During the imprisonment of Gottschalk a lively controversy, was carried on concerning the
point in dispute, which is very creditable to the learning of that age, but after all did not lead to a
clear and satisfactory settlement. The main question was whether divine predestination or
foreordination which all admitted as a necessary element of the Divine perfection, was absolute or
relative; in other words, whether it embraced all men and all acts, good and bad, or only those who
are saved, and such acts as God approves and rewards. This question necessarily involved also the
problem of the freedom of the human will, and the extent of the plan of redemption. The absolute
predestinarians denied, the relative predestinarians affirmed, the freedom of will and the universal
import of Christ’s atoning death.
The doctrine of absolute predestination was defended, in substantial agreement with
Gottschalk, though with more moderation and caution, by Prudentius, Bishop of Troyes, Ratramnus,
monk of Corbie, Servatus Lupus, Abbot of Ferrières, and Remigius, Archbishop of Lyons, and
confirmed by the Synod of Valence, 855, and also at Langres in 859.

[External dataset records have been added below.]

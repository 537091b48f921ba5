//! Cube faces.

use strum::{Display, EnumString, VariantArray};

use crate::error::FaceParsingError;

/// The six faces of a cube, in the order the 18-move encoding uses (`face = move / 3`).
#[derive(Copy, Clone, Debug, Display, EnumString, Eq, Hash, Ord, PartialEq, PartialOrd, VariantArray)]
pub enum Face {
    /// Up
    U,
    /// Down
    D,
    /// Front
    F,
    /// Back
    B,
    /// Left
    L,
    /// Right
    R,
}

impl Face {
    /// The order in which faces are scanned and samples are delivered.
    pub const SCAN_ORDER: [Face; 6] = [Face::U, Face::F, Face::R, Face::L, Face::D, Face::B];

    /// Position in `UDFBLR` order.
    #[inline]
    pub fn index(self) -> usize {
        self as usize
    }

    #[inline]
    pub(crate) fn from_index(index: usize) -> Face {
        Self::VARIANTS[index % Self::VARIANTS.len()]
    }

    /// The single letter naming this face in notation.
    pub fn letter(self) -> char {
        match self {
            Face::U => 'U',
            Face::D => 'D',
            Face::F => 'F',
            Face::B => 'B',
            Face::L => 'L',
            Face::R => 'R',
        }
    }

    /// Parse a string of face letters such as `"UUUULLFF..."`.
    pub fn parse_letters(letters: &str) -> Result<Vec<Face>, FaceParsingError> {
        letters.chars()
            .filter(|c| !c.is_whitespace())
            .map(Face::try_from)
            .collect()
    }
}

impl TryFrom<char> for Face {
    type Error = FaceParsingError;

    fn try_from(value: char) -> Result<Self, Self::Error> {
        match value {
            'U' => Ok(Face::U),
            'D' => Ok(Face::D),
            'F' => Ok(Face::F),
            'B' => Ok(Face::B),
            'L' => Ok(Face::L),
            'R' => Ok(Face::R),
            other => Err(FaceParsingError::UnknownFace(other.to_string())),
        }
    }
}
//! Error types for cubescan.
//!
//! Every failure is an input-validation failure: a scan with the wrong number of samples, notation
//! that cannot be parsed, or a cube description no sequence of legal moves can solve.

use thiserror::Error;

use crate::builder::BuilderInvalidReason;
use crate::color::Rgb;
use crate::face::Face;
use crate::palette::ColorLabel;

/// Result type for cubescan operations.
pub type Result<T> = std::result::Result<T, Error>;

/// Any error raised by the scan-to-solution pipeline.
#[derive(Debug, Error, Clone, PartialEq)]
pub enum Error {
    /// The sampled colors could not be resolved into six sticker classes.
    #[error(transparent)]
    Color(#[from] ColorParsingError),

    /// Move or face notation could not be parsed.
    #[error(transparent)]
    Face(#[from] FaceParsingError),

    /// The cube description cannot be turned into a solution.
    #[error(transparent)]
    Solution(#[from] SolutionGenerationError),
}

/// Reasons a set of color samples cannot be resolved.
#[derive(Debug, Error, Clone, PartialEq, Eq)]
pub enum ColorParsingError {
    /// The number of samples is not `6 * k * k` for some `k` from 2 to
    /// [`ColorClusterer::MAX_SIDE`](crate::ColorClusterer::MAX_SIDE).
    ///
    /// A single sticker per face is refused: every color group is seeded with a pair of samples,
    /// so groups of one could never be formed.
    #[error("{0} color samples do not correspond to six square faces")]
    SampleCount(usize),

    /// A hex color string was not of the form `#rrggbb`.
    #[error("invalid hex color `{0}`")]
    InvalidHex(String),

    /// Identical samples were clustered into groups with different labels.
    #[error("color {rgb} was resolved both as {first} and as {second}")]
    AmbiguousSample {
        /// The sampled color.
        rgb: Rgb,
        /// Label of the group it was first seen in.
        first: ColorLabel,
        /// Label of the conflicting group.
        second: ColorLabel,
    },
}

/// Reasons a notation token cannot be parsed.
#[derive(Debug, Error, Clone, PartialEq, Eq)]
pub enum FaceParsingError {
    /// The token names no face, or a face letter that does not exist.
    #[error("invalid notation, no face detected in `{0}`")]
    UnknownFace(String),

    /// The layer inset is out of range for the cube size.
    #[error("invalid notation, inset cannot be evaluated for `{0}`")]
    InvalidInset(String),

    /// The parenthesized repeat count is malformed.
    #[error("invalid notation, bad turn count in `{0}`")]
    InvalidTurnCount(String),
}

/// Reasons a solver refuses its input or fails to produce a solution.
#[derive(Debug, Error, Clone, PartialEq, Eq)]
pub enum SolutionGenerationError {
    /// The solver input has the wrong number of entries.
    #[error("expected {expected} entries, got {actual}")]
    InputLength {
        /// Entries the solver needs.
        expected: usize,
        /// Entries it was given.
        actual: usize,
    },

    /// A 2x2 facelet description does not use some face letter exactly four times.
    #[error("face {face} appears on {count} facelets")]
    FaceletCount {
        /// The miscounted face letter.
        face: Face,
        /// How often it appears.
        count: usize,
    },

    /// A cubicle label has the wrong length or uses a character that is not a face.
    #[error("invalid cubicle `{label}` at slot {slot}")]
    InvalidCubicle {
        /// Slot in `UF UR .. DBR` order.
        slot: usize,
        /// The label given for it.
        label: String,
    },

    /// A 40 entry state vector holds a repeated or out of range cubie, or an impossible twist.
    #[error("invalid state vector entry {value} at index {index}")]
    InvalidVector {
        /// Position in the vector.
        index: usize,
        /// The rejected entry.
        value: u8,
    },

    /// A cubicle label matches no unused cubie in any of its rotations.
    #[error("cannot solve: invalid painting of cube at slot {slot} (`{label}`)")]
    OrientationOverflow {
        /// Slot in `UF UR .. DBR` order.
        slot: usize,
        /// The label given for it.
        label: String,
    },

    /// Edge orientations sum to an odd number.
    #[error("cannot solve: edges not oriented correctly")]
    EdgeOrientation,

    /// Corner orientations do not sum to a multiple of three.
    #[error("cannot solve: corners not oriented correctly")]
    CornerOrientation,

    /// Edge and corner permutations have different parity.
    #[error("cannot solve: parity error, only one pair of corners or edges swapped")]
    Parity,

    /// The 2x2 search exhausted its round budget.
    #[error("no solution found within {rounds} rounds")]
    Unsolved {
        /// The configured round budget.
        rounds: usize,
    },

    /// A phase search exhausted every reachable state without meeting the goal.
    #[error("phase {phase} goal is unreachable from this state")]
    Unreachable {
        /// Phase number, 1 to 4.
        phase: u8,
    },

    /// Only 2x2 and 3x3 cubes are handled.
    #[error("unsupported cube size {0}")]
    UnsupportedSize(usize),

    /// Two faces share a center color, so stickers cannot be named by face.
    #[error("center colors are not distinct")]
    AmbiguousCenters,

    /// The sticker grids do not describe a complete cube.
    #[error("invalid cube description: {0:?}")]
    InvalidCube(Vec<BuilderInvalidReason>),

    /// A sticker carries a color that matches no face.
    #[error("sticker on face {face} matches no face color")]
    UnknownSticker {
        /// Face the sticker was painted on.
        face: Face,
    },
}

The doctrine of free will and a conditional predestination was advocated, in opposition to
Gottschalk, by Archbishop Rabanus Maurus of Mainz, Archbishop Hincmar of Rheims, and Bishop
Pardulus of Laon, and confirmed at a synod of Chiersy, 853, and in part again at Savonnières, near
Toul, in 859.
A third theory was set forth by John Scotus Erigena, intended against Gottschalk, but was
in fact still more against the orthodox view, and disowned by both parties.
I. The doctrine of an Absolute and Two-Fold Predestination.
Gottschalk professed to follow simply the great Augustin. This is true; but he gave undue
disproportion to the tenet of predestination, and made it a fundamental theological principle,


(^682) Gottschalk had provoked him by his disregard of episcopal authority, and by the charge of Sabellianism for altering
"trina Deitas," in a church hymn, into "summa Deitas." Hincmar charged him in turn with Arianism, but the word to which he
had objected, retained its place in the Gallican service.